Javascript Garbage Collection

8 minute read

Introduction

I was recently interviewed by telephone for a contract position. It went very badly, not least because I was placed on speakerphone and could hear myself being broadcast to the room at the other end of the line with a slight delay - a terrible situation which, for me at least, makes it impossible to concentrate and string a sentence together.

What made things even worse was that this was a technical interview, and I was already on the back foot due to the echo. What floored me completely was a question about JavaScript garbage collection. If I had my wits about me I would have replied to the effect that I don’t have the details of this process at the front of my mind as 99.9% of the time it’s not something that one needs to consider in any great detail (that being, after all, the point of garbage collection).
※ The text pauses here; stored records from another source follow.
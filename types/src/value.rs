//! Scalar values carried by tuples.

use core::fmt;
use core::hash::{Hash, Hasher};

/// A single scalar attribute value.
///
/// `Value` is `Eq + Hash` so it can key the grouping maps used when child
/// tuples are matched to their parents. Reals compare and hash by bit pattern.
#[derive(Debug, Clone, Default)]
#[cfg_attr(feature = "serde", derive(serde::Serialize, serde::Deserialize))]
#[cfg_attr(feature = "serde", serde(untagged))]
pub enum Value {
    /// NULL value
    #[default]
    Null,
    /// Boolean value
    Bool(bool),
    /// Integer value (i64)
    Integer(i64),
    /// Real value (f64)
    Real(f64),
    /// Text value
    Text(String),
    /// Blob value
    Blob(Vec<u8>),
}

impl Value {
    /// Returns `true` for [`Value::Null`].
    #[inline]
    #[must_use]
    pub const fn is_null(&self) -> bool {
        matches!(self, Self::Null)
    }

    #[must_use]
    pub fn as_i64(&self) -> Option<i64> {
        match self {
            Self::Integer(i) => Some(*i),
            Self::Bool(b) => Some(i64::from(*b)),
            _ => None,
        }
    }

    #[must_use]
    pub fn as_f64(&self) -> Option<f64> {
        match self {
            Self::Real(r) => Some(*r),
            Self::Integer(i) => Some(*i as f64),
            _ => None,
        }
    }

    #[must_use]
    pub fn as_str(&self) -> Option<&str> {
        match self {
            Self::Text(s) => Some(s),
            _ => None,
        }
    }

    #[must_use]
    pub fn as_bool(&self) -> Option<bool> {
        match self {
            Self::Bool(b) => Some(*b),
            Self::Integer(i) => Some(*i != 0),
            _ => None,
        }
    }

    #[must_use]
    pub fn as_blob(&self) -> Option<&[u8]> {
        match self {
            Self::Blob(b) => Some(b),
            _ => None,
        }
    }
}

impl PartialEq for Value {
    fn eq(&self, other: &Self) -> bool {
        match (self, other) {
            (Self::Null, Self::Null) => true,
            (Self::Bool(a), Self::Bool(b)) => a == b,
            (Self::Integer(a), Self::Integer(b)) => a == b,
            (Self::Real(a), Self::Real(b)) => a.to_bits() == b.to_bits(),
            (Self::Text(a), Self::Text(b)) => a == b,
            (Self::Blob(a), Self::Blob(b)) => a == b,
            _ => false,
        }
    }
}

impl Eq for Value {}

impl Hash for Value {
    fn hash<H: Hasher>(&self, state: &mut H) {
        core::mem::discriminant(self).hash(state);
        match self {
            Self::Null => {}
            Self::Bool(b) => b.hash(state),
            Self::Integer(i) => i.hash(state),
            Self::Real(r) => r.to_bits().hash(state),
            Self::Text(s) => s.hash(state),
            Self::Blob(b) => b.hash(state),
        }
    }
}

impl fmt::Display for Value {
    fn fmt(&self, f: &mut fmt::Formatter<'_>) -> fmt::Result {
        match self {
            Self::Null => f.write_str("null"),
            Self::Bool(b) => write!(f, "{b}"),
            Self::Integer(i) => write!(f, "{i}"),
            Self::Real(r) => write!(f, "{r}"),
            Self::Text(s) => f.write_str(s),
            Self::Blob(b) => f.write_str(&String::from_utf8_lossy(b)),
        }
    }
}

//------------------------------------------------------------------------------
// Conversions
//------------------------------------------------------------------------------

macro_rules! impl_from_integer {
    ($($ty:ty),*) => { $(
        impl From<$ty> for Value {
            fn from(value: $ty) -> Self {
                Self::Integer(i64::from(value))
            }
        }
    )* }
}

impl_from_integer!(i8, i16, i32, i64, u8, u16, u32);

impl From<f64> for Value {
    fn from(value: f64) -> Self {
        Self::Real(value)
    }
}

impl From<f32> for Value {
    fn from(value: f32) -> Self {
        Self::Real(f64::from(value))
    }
}

impl From<bool> for Value {
    fn from(value: bool) -> Self {
        Self::Bool(value)
    }
}

impl From<&str> for Value {
    fn from(value: &str) -> Self {
        Self::Text(value.to_owned())
    }
}

impl From<String> for Value {
    fn from(value: String) -> Self {
        Self::Text(value)
    }
}

impl From<Vec<u8>> for Value {
    fn from(value: Vec<u8>) -> Self {
        Self::Blob(value)
    }
}

impl<T: Into<Value>> From<Option<T>> for Value {
    fn from(value: Option<T>) -> Self {
        value.map_or(Self::Null, Into::into)
    }
}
In the event of a memory leak in one of my Node.js applications I would refresh myself by reviewing garbage collection on the internet and take things from there. Unfortunately, I didn’t have the presence of mind to think of that and completely screwed the up interview.

With this in mind, I decided that my next post would be a refresher on JavaScript garbage collection, so here we go.

Do you remember when you had to manage your own memory?

My first job as a professional programmer involved writing simulations of gas flow and pressure in pipeline networks. For better or worse I decided to create these simulations in C. How we used to laugh after discovering that the reason our simple 5-line routine caused a catastrophic failure was because we accidentally wrote a value into the 11th element of an array with only 10 available spaces! Forgive me if this is obvious to you, but there are plenty of coders out there who’ve never used alloc or malloc in their lives. If you don’t know what I’m talking about get yourself a copy of Kernighan & Ritchie and marvel at the steam-powered code cavemen used to write.

So what is Garbage Collection?

Having to manage memory yourself in languages like C isn’t necessarily better or worse than languages like JavaScript with managed memory. It may require more planning and computation cost to allocate memory yourself but managed memory has its downsides, not least that it can easily run out. This is why managed memory requires garbage collection. Generally speaking it is cheap (in terms of computation and, therefore, time) to allcate memory and relatively expensive to reclaim it when the memory pool is exhausted.

JavaScript has the simple types of numbers, strings, booleans, null and undefined. All other values are objects. Simple, or primitive, types are manipulated by value because they consist of nothing more than a small, fixed number of bytes that can be easily managed by the JavaScript interpreter. Objects, however, are reference types. Objects can contain an arbitrary number of elements or properties which means that they can become very large. As a consequence it doesn’t make sense to manipulate objects by value as this could involve copying and comparing large amounts of memory. Thus, object variables do not contain their values directly but rather hold a reference to the actual value (what C programmers would know as a pointer).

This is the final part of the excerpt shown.